Source records:
//! Spawns one agent process per requested phase and collects its output.

use async_trait::async_trait;
use std::path::PathBuf;
use std::process::Stdio;
use std::time::Instant;
use tokio::io::{AsyncBufReadExt, BufReader};
use tokio::process::Command;
use tracing::{debug, info};

use super::signals::{AgentVerdicts, parse_verdicts};
use crate::config::PilotConfig;
use crate::errors::RunnerError;
use crate::phase::Phase;

/// What the agent is asked to do.
#[derive(Debug, Clone, PartialEq, Eq)]
pub struct AgentInvocation {
    pub owner_path: String,
    pub unit_path: String,
    pub unit_id: String,
    pub phase: Phase,
    pub review_round: Option<u32>,
}

/// Finished agent process.
#[derive(Debug, Clone)]
pub struct AgentRun {
    pub exit_code: i32,
    pub output: String,
    pub verdicts: AgentVerdicts,
    pub duration_ms: u128,
}

impl AgentRun {
    pub fn succeeded(&self) -> bool {
        self.exit_code == 0
    }
}

/// Runs the agent for one phase request.
/// Real implementation: `AgentRunner`. Tests substitute scripted doubles.
#[async_trait]
pub trait PhaseAgent: Send + Sync {
    async fn run(&self, invocation: &AgentInvocation) -> Result<AgentRun, RunnerError>;
}

#[derive(Debug, Clone)]
pub struct AgentRunnerConfig {
    pub command: String,
    pub args: Vec<String>,
    pub working_dir: PathBuf,
}

impl AgentRunnerConfig {
    pub fn from_pilot_config(config: &PilotConfig) -> Self {
        Self {
            command: config.toml.agent_cmd(),
            args: config.toml.agent.args.clone(),
            working_dir: config.agent_working_dir(),
        }
    }
}

pub struct AgentRunner {
    config: AgentRunnerConfig,
}

impl AgentRunner {
    pub fn new(config: AgentRunnerConfig) -> Self {
        Self { config }
    }

    pub fn command(&self) -> &str {
        &self.config.command
    }

    /// Substitute invocation placeholders into the configured arguments.
    pub fn render_args(&self, invocation: &AgentInvocation) -> Vec<String> {
        let round = invocation
            .review_round
            .map(|r| r.to_string())
            .unwrap_or_default();
        self.config
            .args
            .iter()
            .map(|arg| {
                arg.replace("{phase}", invocation.phase.as_str())
                    .replace("{unit_path}", &invocation.unit_path)
                    .replace("{unit_id}", &invocation.unit_id)
                    .replace("{owner_path}", &invocation.owner_path)
                    .replace("{round}", &round)
            })
            .collect()
    }

    /// Run the agent to exit.
    ///
    /// A non-zero exit is returned as an `AgentRun`, not an error; only
    /// failing to launch or supervise the process is an error. The child is
    /// killed if this future is dropped.
    pub async fn run(&self, invocation: &AgentInvocation) -> Result<AgentRun, RunnerError> {
        let args = self.render_args(invocation);
        debug!(
            command = %self.config.command,
            args = ?args,
            phase = %invocation.phase,
            "spawning agent"
        );

        let start = Instant::now();
        let mut child = Command::new(&self.config.command)
            .args(&args)
            .env("SPECPILOT_PHASE", invocation.phase.as_str())
            .env("SPECPILOT_UNIT_PATH", &invocation.unit_path)
            .env("SPECPILOT_UNIT_ID", &invocation.unit_id)
            .current_dir(&self.config.working_dir)
            .stdin(Stdio::null())
            .stdout(Stdio::piped())
            .stderr(Stdio::inherit())
            .kill_on_drop(true)
            .spawn()
            .map_err(|source| RunnerError::SpawnFailed {
                command: self.config.command.clone(),
                source,
            })?;

        let stdout = child.stdout.take().ok_or(RunnerError::MissingStdout)?;
        let mut reader = BufReader::new(stdout).lines();

        let mut output = String::new();
        while let Some(line) = reader.next_line().await.map_err(RunnerError::ReadFailed)? {
            debug!(phase = %invocation.phase, "agent: {}", line);
            output.push_str(&line);
            output.push('\n');
        }

        let status = child.wait().await.map_err(RunnerError::WaitFailed)?;
        // Killed by a signal has no code.
        let exit_code = status.code().unwrap_or(-1);
        let duration_ms = start.elapsed().as_millis();

        info!(
            phase = %invocation.phase,
            unit_path = %invocation.unit_path,
            exit_code,
            duration_ms,
            "agent exited"
        );

        Ok(AgentRun {
            exit_code,
            verdicts: parse_verdicts(&output),
            output,
            duration_ms,
        })
    }
}

#[async_trait]
impl PhaseAgent for AgentRunner {
    async fn run(&self, invocation: &AgentInvocation) -> Result<AgentRun, RunnerError> {
        AgentRunner::run(self, invocation).await
    }
}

Your assignment:
From the first line to the last, set down every record exactly as written above.

Answer to this problem:
//! Spawns one agent process per requested phase and collects its output.

use async_trait::async_trait;
use std::path::PathBuf;
use std::process::Stdio;
use std::time::Instant;
use tokio::io::{AsyncBufReadExt, BufReader};
use tokio::process::Command;
use tracing::{debug, info};

use super::signals::{AgentVerdicts, parse_verdicts};
use crate::config::PilotConfig;
use crate::errors::RunnerError;
use crate::phase::Phase;

/// What the agent is asked to do.
#[derive(Debug, Clone, PartialEq, Eq)]
pub struct AgentInvocation {
    pub owner_path: String,
    pub unit_path: String,
    pub unit_id: String,
    pub phase: Phase,
    pub review_round: Option<u32>,
}

/// Finished agent process.
#[derive(Debug, Clone)]
pub struct AgentRun {
    pub exit_code: i32,
    pub output: String,
    pub verdicts: AgentVerdicts,
    pub duration_ms: u128,
}

impl AgentRun {
    pub fn succeeded(&self) -> bool {
        self.exit_code == 0
    }
}

/// Runs the agent for one phase request.
/// Real implementation: `AgentRunner`. Tests substitute scripted doubles.
#[async_trait]
pub trait PhaseAgent: Send + Sync {
    async fn run(&self, invocation: &AgentInvocation) -> Result<AgentRun, RunnerError>;
}

#[derive(Debug, Clone)]
pub struct AgentRunnerConfig {
    pub command: String,
    pub args: Vec<String>,
    pub working_dir: PathBuf,
}

impl AgentRunnerConfig {
    pub fn from_pilot_config(config: &PilotConfig) -> Self {
        Self {
            command: config.toml.agent_cmd(),
            args: config.toml.agent.args.clone(),
            working_dir: config.agent_working_dir(),
        }
    }
}

pub struct AgentRunner {
    config: AgentRunnerConfig,
}

impl AgentRunner {
    pub fn new(config: AgentRunnerConfig) -> Self {
        Self { config }
    }

    pub fn command(&self) -> &str {
        &self.config.command
    }

    /// Substitute invocation placeholders into the configured arguments.
    pub fn render_args(&self, invocation: &AgentInvocation) -> Vec<String> {
        let round = invocation
            .review_round
            .map(|r| r.to_string())
            .unwrap_or_default();
        self.config
            .args
            .iter()
            .map(|arg| {
                arg.replace("{phase}", invocation.phase.as_str())
                    .replace("{unit_path}", &invocation.unit_path)
                    .replace("{unit_id}", &invocation.unit_id)
                    .replace("{owner_path}", &invocation.owner_path)
                    .replace("{round}", &round)
            })
            .collect()
    }

    /// Run the agent to exit.
    ///
    /// A non-zero exit is returned as an `AgentRun`, not an error; only
    /// failing to launch or supervise the process is an error. The child is
    /// killed if this future is dropped.
    pub async fn run(&self, invocation: &AgentInvocation) -> Result<AgentRun, RunnerError> {
        let args = self.render_args(invocation);
        debug!(
            command = %self.config.command,
            args = ?args,
            phase = %invocation.phase,
            "spawning agent"
        );

        let start = Instant::now();
        let mut child = Command::new(&self.config.command)
            .args(&args)
            .env("SPECPILOT_PHASE", invocation.phase.as_str())
            .env("SPECPILOT_UNIT_PATH", &invocation.unit_path)
            .env("SPECPILOT_UNIT_ID", &invocation.unit_id)
            .current_dir(&self.config.working_dir)
            .stdin(Stdio::null())
            .stdout(Stdio::piped())
            .stderr(Stdio::inherit())
            .kill_on_drop(true)
            .spawn()
            .map_err(|source| RunnerError::SpawnFailed {
                command: self.config.command.clone(),
                source,
            })?;

        let stdout = child.stdout.take().ok_or(RunnerError::MissingStdout)?;
        let mut reader = BufReader::new(stdout).lines();

        let mut output = String::new();
        while let Some(line) = reader.next_line().await.map_err(RunnerError::ReadFailed)? {
            debug!(phase = %invocation.phase, "agent: {}", line);
            output.push_str(&line);
            output.push('\n');
        }

        let status = child.wait().await.map_err(RunnerError::WaitFailed)?;
        // Killed by a signal has no code.
        let exit_code = status.code().unwrap_or(-1);
        let duration_ms = start.elapsed().as_millis();

        info!(
            phase = %invocation.phase,
            unit_path = %invocation.unit_path,
            exit_code,
            duration_ms,
            "agent exited"
        );

        Ok(AgentRun {
            exit_code,
            verdicts: parse_verdicts(&output),
            output,
            duration_ms,
        })
    }
}

#[async_trait]
impl PhaseAgent for AgentRunner {
    async fn run(&self, invocation: &AgentInvocation) -> Result<AgentRun, RunnerError> {
        AgentRunner::run(self, invocation).await
    }
}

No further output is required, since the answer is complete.